* _Task prompt_:
Scan the data below for lines holding the word "remove", and copy each line found.

(Collected data entries)

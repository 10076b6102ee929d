// 🐾 Pokémon Entity - one catalog record
//
// Raw JSON → validated record, once, at the loading boundary:
// - every attribute must be present (MissingAttribute otherwise)
// - the "None" type2 sentinel becomes Option::None
// - evolution stage / generation accept numbers or strings
//
// After this point nothing re-checks sentinels or missing keys.

use crate::error::{PokedleError, Result};
use serde::{Deserialize, Deserializer, Serialize};
use serde_json::Value;
use std::fmt;

// ============================================================================
// CATEGORY VALUE
// ============================================================================

/// Categorical attribute that the dataset stores either as a number or a string
/// (`"generation": 1` and `"generation": "I"` are both accepted).
///
/// `Number(1)` and `Text("1")` are different values.
#[derive(Debug, Clone, PartialEq, Eq, Hash, PartialOrd, Ord, Serialize, Deserialize)]
#[serde(untagged)]
pub enum Category {
    Number(i64),
    Text(String),
}

impl fmt::Display for Category {
    fn fmt(&self, f: &mut fmt::Formatter<'_>) -> fmt::Result {
        match self {
            Category::Number(n) => write!(f, "{}", n),
            Category::Text(s) => write!(f, "{}", s),
        }
    }
}

impl From<i64> for Category {
    fn from(n: i64) -> Self {
        Category::Number(n)
    }
}

impl From<&str> for Category {
    fn from(s: &str) -> Self {
        Category::Text(s.to_string())
    }
}

// ============================================================================
// POKEMON ENTITY
// ============================================================================

#[derive(Debug, Clone, PartialEq, Serialize)]
pub struct Pokemon {
    /// Display name, unique case-insensitively across the Pokédex
    pub name: String,

    pub type1: String,

    /// Secondary type; `None` when the dataset says "None"
    pub type2: Option<String>,

    pub evolution_stage: Category,

    pub fully_evolved: bool,

    /// Color tags as written in the dataset (compared as a set)
    pub colors: Vec<String>,

    /// Habitat entries as written; an entry may hold several
    /// comma-separated habitats ("forest, cave")
    pub habitats: Vec<String>,

    pub generation: Category,
}

/// Wire shape: everything optional so a missing key can be reported by name.
#[derive(Debug, Deserialize)]
struct RawPokemon {
    name: Option<String>,
    type1: Option<String>,
    #[serde(default, deserialize_with = "present")]
    type2: Option<Option<String>>,
    evolution_stage: Option<Category>,
    fully_evolved: Option<bool>,
    colors: Option<Vec<String>>,
    habitats: Option<Vec<String>>,
    generation: Option<Category>,
}

/// Distinguishes `"type2": null` (Some(None)) from a missing key (None).
fn present<'de, D, T>(deserializer: D) -> std::result::Result<Option<Option<T>>, D::Error>
where
    D: Deserializer<'de>,
    T: Deserialize<'de>,
{
    Option::<T>::deserialize(deserializer).map(Some)
}

impl Pokemon {
    /// Build a record from one JSON object of the dataset.
    ///
    /// Fails with `MissingAttribute` when a required key is absent and with
    /// `DataFormat` when the value is not an object or a field has the wrong type.
    pub fn from_value(value: Value) -> Result<Pokemon> {
        let label = match value.get("name").and_then(Value::as_str) {
            Some(name) => format!("'{}'", name),
            None => "<unnamed>".to_string(),
        };

        if !value.is_object() {
            return Err(PokedleError::data_format(format!(
                "expected a JSON object, found {}",
                json_kind(&value)
            )));
        }

        let raw: RawPokemon = serde_json::from_value(value)
            .map_err(|e| PokedleError::data_format(format!("record {}: {}", label, e)))?;

        let name = require(raw.name, &label, "name")?;
        if name.trim().is_empty() {
            return Err(PokedleError::data_format("record has an empty name"));
        }

        Ok(Pokemon {
            type1: require(raw.type1, &label, "type1")?,
            type2: normalize_type2(require(raw.type2, &label, "type2")?),
            evolution_stage: require(raw.evolution_stage, &label, "evolution_stage")?,
            fully_evolved: require(raw.fully_evolved, &label, "fully_evolved")?,
            colors: require(raw.colors, &label, "colors")?,
            habitats: require(raw.habitats, &label, "habitats")?,
            generation: require(raw.generation, &label, "generation")?,
            name,
        })
    }

    /// Lookup key: lowercased, trimmed name
    pub fn key(&self) -> String {
        self.name.trim().to_lowercase()
    }

    /// Case-insensitive name comparison
    pub fn is_named(&self, name: &str) -> bool {
        self.key() == name.trim().to_lowercase()
    }

    pub fn type2_label(&self) -> &str {
        self.type2.as_deref().unwrap_or("None")
    }

    pub fn fully_evolved_label(&self) -> &'static str {
        if self.fully_evolved {
            "Yes"
        } else {
            "No"
        }
    }
}

fn require<T>(field: Option<T>, record: &str, attribute: &'static str) -> Result<T> {
    field.ok_or_else(|| PokedleError::MissingAttribute {
        record: record.to_string(),
        attribute,
    })
}

/// "None" (any case), blank and null all mean "no secondary type"
fn normalize_type2(raw: Option<String>) -> Option<String> {
    raw.filter(|t| {
        let t = t.trim();
        !t.is_empty() && !t.eq_ignore_ascii_case("none")
    })
}

fn json_kind(value: &Value) -> &'static str {
    match value {
        Value::Null => "null",
        Value::Bool(_) => "a boolean",
        Value::Number(_) => "a number",
        Value::String(_) => "a string",
        Value::Array(_) => "an array",
        Value::Object(_) => "an object",
    }
}

#[cfg(test)]
mod tests {
    use super::*;
    use serde_json::json;

    fn pikachu_json() -> Value {
        json!({
            "name": "Pikachu",
            "type1": "Electric",
            "type2": "None",
            "evolution_stage": 2,
            "fully_evolved": false,
            "colors": ["Yellow"],
            "habitats": ["forest"],
            "generation": 1
        })
    }

    #[test]
    fn test_from_value_parses_all_attributes() {
        let p = Pokemon::from_value(pikachu_json()).unwrap();

        assert_eq!(p.name, "Pikachu");
        assert_eq!(p.type1, "Electric");
        assert_eq!(p.type2, None);
        assert_eq!(p.evolution_stage, Category::Number(2));
        assert!(!p.fully_evolved);
        assert_eq!(p.colors, vec!["Yellow".to_string()]);
        assert_eq!(p.habitats, vec!["forest".to_string()]);
        assert_eq!(p.generation, Category::Number(1));
    }

    #[test]
    fn test_type2_sentinel_variants_become_absent() {
        for sentinel in [json!("None"), json!("none"), json!(" NONE "), json!(""), Value::Null] {
            let mut v = pikachu_json();
            v["type2"] = sentinel.clone();
            let p = Pokemon::from_value(v).unwrap();
            assert_eq!(p.type2, None, "sentinel {:?} should be absent", sentinel);
        }
    }

    #[test]
    fn test_real_type2_is_kept() {
        let mut v = pikachu_json();
        v["type2"] = json!("Flying");
        let p = Pokemon::from_value(v).unwrap();
        assert_eq!(p.type2.as_deref(), Some("Flying"));
        assert_eq!(p.type2_label(), "Flying");
    }

    #[test]
    fn test_missing_attribute_is_reported_by_name() {
        let mut v = pikachu_json();
        v.as_object_mut().unwrap().remove("habitats");

        match Pokemon::from_value(v) {
            Err(PokedleError::MissingAttribute { record, attribute }) => {
                assert_eq!(record, "'Pikachu'");
                assert_eq!(attribute, "habitats");
            }
            other => panic!("expected MissingAttribute, got {:?}", other),
        }
    }

    #[test]
    fn test_missing_type2_key_differs_from_null() {
        let mut v = pikachu_json();
        v.as_object_mut().unwrap().remove("type2");

        let err = Pokemon::from_value(v).unwrap_err();
        assert!(matches!(
            err,
            PokedleError::MissingAttribute { attribute: "type2", .. }
        ));
    }

    #[test]
    fn test_missing_name_uses_placeholder_label() {
        let mut v = pikachu_json();
        v.as_object_mut().unwrap().remove("name");

        let err = Pokemon::from_value(v).unwrap_err();
        assert_eq!(
            err.to_string(),
            "record <unnamed> is missing required attribute 'name'"
        );
    }

    #[test]
    fn test_wrong_type_is_data_format_error() {
        let mut v = pikachu_json();
        v["fully_evolved"] = json!("sometimes");

        let err = Pokemon::from_value(v).unwrap_err();
        assert!(matches!(err, PokedleError::DataFormat(_)));
    }

    #[test]
    fn test_non_object_is_data_format_error() {
        let err = Pokemon::from_value(json!(["Pikachu"])).unwrap_err();
        assert!(err.to_string().contains("an array"));
    }

    #[test]
    fn test_string_generation_is_accepted() {
        let mut v = pikachu_json();
        v["generation"] = json!("I");
        let p = Pokemon::from_value(v).unwrap();
        assert_eq!(p.generation, Category::Text("I".to_string()));
        assert_ne!(Category::Number(1), Category::Text("1".to_string()));
    }

    #[test]
    fn test_key_and_is_named_ignore_case() {
        let p = Pokemon::from_value(pikachu_json()).unwrap();
        assert_eq!(p.key(), "pikachu");
        assert!(p.is_named("PIKACHU"));
        assert!(p.is_named("  pikachu "));
        assert!(!p.is_named("raichu"));
        assert_eq!(p.fully_evolved_label(), "No");
    }
}
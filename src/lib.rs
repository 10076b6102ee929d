// Pokedle - Core Library
// Guess the hidden Pokémon; every guess reveals per-attribute feedback.
// Exposes the engine for the terminal front end and for tests.

pub mod error;
pub mod entities;
pub mod pokedex;    // Data Store - load + name-keyed lookup
pub mod compare;    // Comparator - EXACT / PARTIAL / NONE per attribute
pub mod session;    // Game Session - attempts, hints, reset
pub mod config;
pub mod console;    // Plain-terminal front end (used when the TUI is compiled out)

// Re-export commonly used types
pub use error::{PokedleError, Result};
pub use entities::{Category, Pokemon};
pub use pokedex::Pokedex;
pub use compare::{compare, habitat_set, tag_set, Attribute, Comparison, Verdict};
pub use session::{GameSession, GuessOutcome, GuessRecord, SessionState};
pub use config::{DataSource, GameConfig};

/// Library version
pub const VERSION: &str = env!("CARGO_PKG_VERSION");
// Only compile UI module when TUI feature is enabled
#[cfg(feature = "tui")]
mod ui;

use anyhow::{Context, Result};
use pokedle::{DataSource, GameConfig, GameSession};
use rand::rngs::StdRng;
use rand::SeedableRng;

fn main() -> Result<()> {
    // Logs go to stderr and stay quiet unless something is wrong
    tracing_subscriber::fmt()
        .with_max_level(tracing::Level::WARN)
        .with_writer(std::io::stderr)
        .init();

    let config = GameConfig::default();
    let source = DataSource::resolve(&config);
    let pokedex = source
        .load()
        .with_context(|| format!("Failed to load Pokédex from {}", source.describe()))?;

    let session = GameSession::new(pokedex, StdRng::from_os_rng())
        .with_hint_placeholder(config.hint_placeholder);

    run(session, &config)
}

#[cfg(feature = "tui")]
fn run(session: GameSession, config: &GameConfig) -> Result<()> {
    let mut app = ui::App::new(session, config);
    ui::run_ui(&mut app)?;

    println!("Thanks for playing Pokedle!");
    Ok(())
}

#[cfg(not(feature = "tui"))]
fn run(mut session: GameSession, _config: &GameConfig) -> Result<()> {
    let stdin = std::io::stdin();
    let mut stdout = std::io::stdout();
    pokedle::console::run_console(&mut session, stdin.lock(), &mut stdout)
        .context("Console session failed")?;
    Ok(())
}
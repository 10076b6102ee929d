// 🖨️ Console Front End - line-oriented play without a TUI
//
// Reads one guess per line; ":hint", ":reset" and ":quit" are commands.
// Each board row is printed as fixed-width ANSI-colored cells.

use crate::compare::{Attribute, Verdict};
use crate::error::PokedleError;
use crate::session::{GameSession, GuessRecord};
use std::io::{self, BufRead, Write};

const GREEN_BG: &str = "\x1b[42m";
const YELLOW_BG: &str = "\x1b[43m";
const RED_BG: &str = "\x1b[41m";
const WHITE_TEXT: &str = "\x1b[97m";
const RESET: &str = "\x1b[0m";

const CELL_WIDTH: usize = 15;

fn verdict_background(verdict: Verdict) -> &'static str {
    match verdict {
        Verdict::Exact => GREEN_BG,
        Verdict::Partial => YELLOW_BG,
        Verdict::NoMatch => RED_BG,
    }
}

/// Text centered in a colored cell
pub fn color_cell(text: &str, verdict: Verdict) -> String {
    format!(
        "{}{}{:^width$}{}",
        verdict_background(verdict),
        WHITE_TEXT,
        text,
        RESET,
        width = CELL_WIDTH
    )
}

pub fn header_line() -> String {
    std::iter::once(format!("{:^width$}", "Name", width = CELL_WIDTH))
        .chain(
            Attribute::ALL
                .iter()
                .map(|a| format!("{:^width$}", a.label(), width = CELL_WIDTH)),
        )
        .collect()
}

pub fn render_row(record: &GuessRecord) -> String {
    let mut line = format!("{:^width$}", record.guess.name, width = CELL_WIDTH);
    for (attribute, verdict) in record.comparison.iter() {
        line.push_str(&color_cell(&attribute.display_value(&record.guess), verdict));
    }
    line
}

/// Play until ":quit" or end of input
pub fn run_console<R: BufRead, W: Write>(
    session: &mut GameSession,
    input: R,
    output: &mut W,
) -> io::Result<()> {
    writeln!(output, "Welcome to Pokedle!")?;
    writeln!(
        output,
        "Guess a Pokémon by name. Green=match, Yellow=partial, Red=no match."
    )?;
    writeln!(output, "Commands: :hint  :reset  :quit")?;
    writeln!(output, "{}", header_line())?;

    for line in input.lines() {
        let line = line?;
        let command = line.trim();

        match command {
            "" => continue,
            ":quit" => break,
            ":hint" => {
                if session.hint_exhausted() {
                    writeln!(output, "Full name: {}", session.target().name)?;
                } else {
                    writeln!(output, "Hint: {}", session.hint())?;
                }
            }
            ":reset" => {
                session.reset();
                writeln!(output, "New game started.")?;
                writeln!(output, "{}", header_line())?;
            }
            guess => match session.submit_guess(guess) {
                Ok(outcome) => {
                    writeln!(output, "{}", render_row(&outcome.record))?;
                    if outcome.won {
                        writeln!(
                            output,
                            "Congratulations! You found {} in {} tries.",
                            outcome.record.guess.name, outcome.attempts
                        )?;
                        session.reset();
                        writeln!(output, "New game started.")?;
                        writeln!(output, "{}", header_line())?;
                    }
                }
                Err(e @ PokedleError::NotFound(_)) => writeln!(output, "{}", e)?,
                Err(e) => writeln!(output, "Error: {}", e)?,
            },
        }
    }

    Ok(())
}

* _Exercise output_:
        v.as_object_mut().unwrap().remove("habitats");
        v.as_object_mut().unwrap().remove("type2");
        v.as_object_mut().unwrap().remove("name");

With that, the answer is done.